Recent relief measures help, but more aid is needed to recover from a terrible year.

On what would normally be a busy St. Patrick’s Day at Houligans Steak & Seafood Pub in downtown Eau Claire, co-owner Jon Seybold found himself unexpectedly in an empty restaurant. 

“It was the strangest feeling,” Seybold recalled. “We were booked for one of our busy days, and then it was nothing.”

Just a couple hours earlier, on March 17, 2020, Seybold and other restaurant and tavern owners across Wisconsin had been notified they would have to close at 5 p.m. Gov. Tony Evers had issued the order as the coronavirus had surfaced in the state.

A 2 ½-hour drive to the northeast, at the Rhinelander Cafe & Pub, owner Mark Gutterer experienced a similar feeling. The eatery was packed with customers enjoying the traditional holiday meal of corned beef and cabbage special when a police officer knocked on the door notifying Gutterer he needed to close to comply with the governor’s order. 

“I had all of these people in the restaurant when the announcement came,” Gutterer said, “and we were seating more people coming in. I let people who were already eating finish their meals. Then we had to shut down.”

Restaurants and bars remained closed for two months. When they reopened (some did not), it was to much-smaller customer numbers. 

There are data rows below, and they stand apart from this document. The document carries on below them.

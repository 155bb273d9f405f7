use async_trait::async_trait;
use sqlx::PgPool;
use uuid::Uuid;

use crate::domain::models::Comment;
use crate::error::ServiceResult;
use crate::repository::traits::CommentStore;

/// Postgres repository for Comment operations
#[derive(Clone)]
pub struct PgCommentRepository {
    pool: PgPool,
}

impl PgCommentRepository {
    pub fn new(pool: PgPool) -> Self {
        Self { pool }
    }
}

#[async_trait]
impl CommentStore for PgCommentRepository {
    async fn insert_comment(&self, comment: &Comment) -> ServiceResult<()> {
        sqlx::query(
            r#"
            INSERT INTO comments (id, owner_id, video_id, content, created_at, updated_at)
            VALUES ($1, $2, $3, $4, $5, $6)
            "#,
        )
        .bind(comment.id)
        .bind(comment.owner_id)
        .bind(comment.video_id)
        .bind(&comment.content)
        .bind(comment.created_at)
        .bind(comment.updated_at)
        .execute(&self.pool)
        .await?;

        Ok(())
    }

    async fn find_comment(&self, id: Uuid) -> ServiceResult<Option<Comment>> {
        let comment = sqlx::query_as::<_, Comment>(
            r#"
            SELECT id, owner_id, video_id, content, created_at, updated_at
            FROM comments
            WHERE id = $1
            "#,
        )
        .bind(id)
        .fetch_optional(&self.pool)
        .await?;

        Ok(comment)
    }

    async fn update_comment(&self, comment: &Comment) -> ServiceResult<()> {
        sqlx::query(
            r#"
            UPDATE comments
            SET content = $2, updated_at = NOW()
            WHERE id = $1
            "#,
        )
        .bind(comment.id)
        .bind(&comment.content)
        .execute(&self.pool)
        .await?;

        Ok(())
    }

    async fn delete_comment(&self, id: Uuid) -> ServiceResult<bool> {
        let result = sqlx::query("DELETE FROM comments WHERE id = $1")
            .bind(id)
            .execute(&self.pool)
            .await?;

        Ok(result.rows_affected() > 0)
    }

    async fn comments_for_video(
        &self,
        video_id: Uuid,
        offset: i64,
        limit: i64,
    ) -> ServiceResult<Vec<Comment>> {
        let comments = sqlx::query_as::<_, Comment>(
            r#"
            SELECT id, owner_id, video_id, content, created_at, updated_at
            FROM comments
            WHERE video_id = $1
            ORDER BY created_at ASC
            LIMIT $2 OFFSET $3
            "#,
        )
        .bind(video_id)
        .bind(limit)
        .bind(offset)
        .fetch_all(&self.pool)
        .await?;

        Ok(comments)
    }
}
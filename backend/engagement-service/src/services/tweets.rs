/// Tweet operations: create, per-user listing, owner-gated mutation.
use std::sync::Arc;

use chrono::Utc;
use uuid::Uuid;

use crate::domain::models::Tweet;
use crate::error::{ServiceError, ServiceResult};
use crate::repository::traits::TweetStore;
use crate::services::ownership::ensure_owner;

#[derive(Clone)]
pub struct TweetService {
    tweets: Arc<dyn TweetStore>,
}

impl TweetService {
    pub fn new(tweets: Arc<dyn TweetStore>) -> Self {
        Self { tweets }
    }

    async fn require_tweet(&self, tweet_id: Uuid) -> ServiceResult<Tweet> {
        self.tweets
            .find_tweet(tweet_id)
            .await?
            .ok_or_else(|| ServiceError::NotFound(format!("tweet {tweet_id} not found")))
    }

    fn require_content(content: &str) -> ServiceResult<()> {
        if content.trim().is_empty() {
            return Err(ServiceError::InvalidInput("content is required".into()));
        }
        Ok(())
    }

    pub async fn create(&self, actor_id: Uuid, content: String) -> ServiceResult<Tweet> {
        Self::require_content(&content)?;

        let now = Utc::now();
        let tweet = Tweet {
            id: Uuid::new_v4(),
            owner_id: actor_id,
            content,
            created_at: now,
            updated_at: now,
        };
        self.tweets.insert_tweet(&tweet).await?;

        Ok(tweet)
    }

    pub async fn list_by_user(&self, user_id: Uuid) -> ServiceResult<Vec<Tweet>> {
        self.tweets.tweets_by_owner(user_id).await
    }

    pub async fn update(
        &self,
        actor_id: Uuid,
        tweet_id: Uuid,
        content: String,
    ) -> ServiceResult<Tweet> {
        let mut tweet = self.require_tweet(tweet_id).await?;
        ensure_owner(actor_id, &tweet)?;
        Self::require_content(&content)?;

        tweet.content = content;
        tweet.updated_at = Utc::now();
        self.tweets.update_tweet(&tweet).await?;

        Ok(tweet)
    }

    pub async fn delete(&self, actor_id: Uuid, tweet_id: Uuid) -> ServiceResult<()> {
        let tweet = self.require_tweet(tweet_id).await?;
        ensure_owner(actor_id, &tweet)?;

        self.tweets.delete_tweet(tweet_id).await?;
        Ok(())
    }
}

Gone were the crowds, along with revenues and the jobs of more than 130,000 people who work at those establishments. The economic downturn wrought by the pandemic remains today, as survey data released this month by the Wisconsin Restaurant Association shows almost a third of operators laid off or furloughed staff in December or January, and about one in seven restaurant owners said they would “probably” or “definitely” be closed in three months without additional federal aid.

For the past year, restaurant and small business owners were left to largely fend for themselves by an absent Republican-led Wisconsin Legislature that failed to address the pandemic combined with a federal response that only partially addressed their needs. 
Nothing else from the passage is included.